Mr. Richard Burden (Birmingham, Northfield): I can tell my right hon. Friend and my hon. Friends in Luton and surrounding constituencies that, with Longbridge in my constituency, the people of the west midlands well understand what they will be going through and the anger that will be felt about the way that General Motors announced its decision. I imagine that they will take as dim a view of the cheap political point scoring that we saw from the Opposition spokesman, the right hon. Member for Wells (Mr. Heathcoat-Amory), as they did over Rover where the official Opposition had nothing constructive to say.
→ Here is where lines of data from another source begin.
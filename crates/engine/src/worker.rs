// SPDX-License-Identifier: BUSL-1.1
// Copyright (c) 2026 Alfred Jean LLC

//! The worker tick loop: scheduler → lease → ticker → release, composed per
//! `worker_v2.py`'s `WorkerV2.tick_once`.

use crate::error::EngineError;
use crate::graph_ticker::GraphTicker;
use crate::scheduler::Scheduler;
use av_core::{Clock, EventType, SchedulerCaps};
use av_storage::{EventBus, KillSwitch, LeaseStore};
use chrono::Duration;
use serde::Serialize;

/// Summary of a single `tick_once` invocation.
#[derive(Debug, Clone, Serialize)]
pub struct TickSummary {
    pub owner_id: String,
    pub env: String,
    pub lane: String,
    pub ticks_used: u32,
    pub runs_ticked: u32,
}

#[derive(Clone)]
pub struct Worker<C: Clock> {
    scheduler: Scheduler<C>,
    lease_store: LeaseStore<C>,
    ticker: GraphTicker<C>,
    event_bus: EventBus<C>,
}

impl<C: Clock> Worker<C> {
    pub fn new(
        scheduler: Scheduler<C>,
        lease_store: LeaseStore<C>,
        ticker: GraphTicker<C>,
        event_bus: EventBus<C>,
    ) -> Self {
        Self {
            scheduler,
            lease_store,
            ticker,
            event_bus,
        }
    }

    /// Runs up to `caps.max_total_ticks_per_invocation` loop iterations
    /// against `(env, lane)`, releasing the lease on every exit path from an
    /// iteration regardless of whether the tick itself errored.
    ///
    /// The iteration count itself is bounded by the cap, not just
    /// `ticks_used`: `next_run_id` is not lease-aware, so a run whose lease
    /// is held by another owner is returned again on every pass, and an
    /// unbounded `continue` on lease-acquire failure would spin forever.
    pub async fn tick_once(
        &self,
        env: &str,
        lane: &str,
        owner_id: &str,
        caps: SchedulerCaps,
        lease_ttl: Duration,
        kill_switch: &KillSwitch<'_, C>,
    ) -> Result<TickSummary, EngineError> {
        let mut ticks_used = 0u32;
        let mut runs_ticked = 0u32;

        for _ in 0..caps.max_total_ticks_per_invocation {
            if Scheduler::<C>::enforce_caps(ticks_used, &caps).is_err() {
                break;
            }
            if !kill_switch.lane_enabled(env, lane).await? {
                break;
            }
            let Some(run_id) = self.scheduler.next_run_id(env, lane).await? else {
                break;
            };

            if !self.lease_store.acquire(&run_id, owner_id, lease_ttl).await? {
                // Someone else holds the lease; don't count a tick, but the
                // outer bound still advances so a contended run can't spin
                // the loop forever.
                continue;
            }

            self.event_bus
                .publish(
                    &run_id,
                    EventType::WorkerV2TickRequested,
                    serde_json::json!({"run_id": run_id.as_str(), "owner_id": owner_id, "env": env, "lane": lane}),
                )
                .await?;

            let tick_result = self.ticker.tick_run(&run_id).await;

            // Best-effort renew; a failure here is logged by the caller and
            // does not change the iteration's outcome.
            let _ = self.lease_store.renew(&run_id, owner_id, lease_ttl).await;

            // Guaranteed release on every exit path from this iteration,
            // regardless of whether tick_run returned an error.
            self.lease_store.release(&run_id, owner_id).await?;

            tick_result?;

            ticks_used += 1;
            runs_ticked += 1;
        }

        Ok(TickSummary {
            owner_id: owner_id.to_string(),
            env: env.to_string(),
            lane: lane.to_string(),
            ticks_used,
            runs_ticked,
        })
    }
}

#[cfg(test)]
#[path = "worker_tests.rs"]
mod tests;
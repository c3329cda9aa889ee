// SPDX-License-Identifier: BUSL-1.1
// Copyright (c) 2026 Alfred Jean LLC

//! Storage-layer error type.

use av_core::RunId;

#[derive(Debug, thiserror::Error)]
pub enum StorageError {
    #[error("run {0} not found")]
    RunNotFound(RunId),

    #[error("run graph is invalid: {0}")]
    InvalidGraph(#[from] av_core::GraphError),

    #[error("malformed pagination cursor")]
    InvalidCursor,

    #[error("database error: {0}")]
    Database(#[from] sqlx::Error),

    #[error("database migration failed: {0}")]
    Migration(#[from] sqlx::migrate::MigrateError),

    #[error("failed to (de)serialize stored json: {0}")]
    Serde(#[from] serde_json::Error),
}

pub type StorageResult<T> = Result<T, StorageError>;
// SPDX-License-Identifier: BUSL-1.1
// Copyright (c) 2026 Alfred Jean LLC

//! ID generation abstractions

use std::sync::atomic::{AtomicU64, Ordering};
use std::sync::Arc;

/// Trait for truncating identifiers to a short prefix.
pub trait ShortId {
    /// Returns a string slice truncated to at most `n` characters.
    fn short(&self, n: usize) -> &str;
}

impl ShortId for str {
    fn short(&self, n: usize) -> &str {
        if self.len() <= n {
            self
        } else {
            &self[..n]
        }
    }
}

/// Define a newtype ID wrapper around `String`.
///
/// Generates `new()`, `as_str()`, `short()`, `Display`, `From<String>`, `From<&str>`,
/// `PartialEq<str>`, `PartialEq<&str>`, and `Borrow<str>` implementations.
///
/// ```ignore
/// define_id! {
///     /// Doc comment for the ID type.
///     pub struct MyId;
/// }
///
/// // With extra derives (e.g. Default):
/// define_id! {
///     #[derive(Default)]
///     pub struct MyDefaultId;
/// }
/// ```
#[macro_export]
macro_rules! define_id {
    (
        $(#[$meta:meta])*
        pub struct $name:ident;
    ) => {
        $(#[$meta])*
        #[derive(Debug, Clone, PartialEq, Eq, Hash, PartialOrd, Ord, serde::Serialize, serde::Deserialize)]
        pub struct $name(pub String);

        impl $name {
            pub fn new(id: impl Into<String>) -> Self {
                Self(id.into())
            }

            pub fn as_str(&self) -> &str {
                &self.0
            }

            /// Returns a string slice truncated to at most `n` characters.
            pub fn short(&self, n: usize) -> &str {
                if self.0.len() <= n {
                    &self.0
                } else {
                    &self.0[..n]
                }
            }
        }

        impl std::fmt::Display for $name {
            fn fmt(&self, f: &mut std::fmt::Formatter<'_>) -> std::fmt::Result {
                write!(f, "{}", self.0)
            }
        }

        impl From<String> for $name {
            fn from(s: String) -> Self {
                Self(s)
            }
        }

        impl From<&str> for $name {
            fn from(s: &str) -> Self {
                Self(s.to_string())
            }
        }

        impl PartialEq<str> for $name {
            fn eq(&self, other: &str) -> bool {
                self.0 == other
            }
        }

        impl PartialEq<&str> for $name {
            fn eq(&self, other: &&str) -> bool {
                self.0 == *other
            }
        }

        impl std::borrow::Borrow<str> for $name {
            fn borrow(&self) -> &str {
                &self.0
            }
        }
    };
}

/// Generates unique identifiers
pub trait IdGen: Clone + Send + Sync {
    fn next(&self) -> String;
}

/// UUID-based ID generator for production use
#[derive(Clone, Default)]
pub struct UuidIdGen;

impl IdGen for UuidIdGen {
    fn next(&self) -> String {
        uuid::Uuid::new_v4().to_string()
    }
}

/// Sequential ID generator for testing
#[derive(Clone)]
pub struct SequentialIdGen {
    prefix: String,
    counter: Arc<AtomicU64>,
}

impl SequentialIdGen {
    pub fn new(prefix: impl Into<String>) -> Self {
        Self {
            prefix: prefix.into(),
            counter: Arc::new(AtomicU64::new(1)),
        }
    }
}

impl Default for SequentialIdGen {
    fn default() -> Self {
        Self::new("id")
    }
}

impl IdGen for SequentialIdGen {
    fn next(&self) -> String {
        let n = self.counter.fetch_add(1, Ordering::SeqCst);
        format!("{}-{}", self.prefix, n)
    }
}
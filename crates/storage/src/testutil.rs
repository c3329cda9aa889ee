// SPDX-License-Identifier: BUSL-1.1
// Copyright (c) 2026 Alfred Jean LLC

//! Shared test fixtures: an in-memory migrated SQLite pool.

use sqlx::sqlite::SqlitePoolOptions;
use sqlx::SqlitePool;

/// A single-connection in-memory pool. SQLite's `:memory:` database is
/// per-connection, so the pool is capped at 1 to keep every query against the
/// same database.
pub async fn test_pool() -> SqlitePool {
    let pool = SqlitePoolOptions::new()
        .max_connections(1)
        .connect("sqlite::memory:")
        .await
        .expect("open in-memory sqlite pool");
    sqlx::migrate!("./migrations")
        .run(&pool)
        .await
        .expect("run migrations");
    pool
}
The motor industry will remain a strategically important industry for this country and, if multinationals are making this sort of decision, we need to find ways of playing to our strengths. We must look at niche and medium-volume production, as we are doing successfully in Longbridge and look to an expansion of work in telematics, motor sport engineering and high performance engineering. Those are areas in which Britain already leads the world and we can do a lot more to build on and reinforce our motor industry, which is so strategically important to Britain.
Mr. Byers: My hon. Friend makes an important point about not neglecting the fact that there are areas of strength within the car industry in the UK–not only the niche markets to which he has referred, but companies such as Peugeot, which is doing well in Coventry, and Ford with Jaguar and with Land Rover in Solihull. There are some solid areas of car production in the UK. We need to build on those strengths.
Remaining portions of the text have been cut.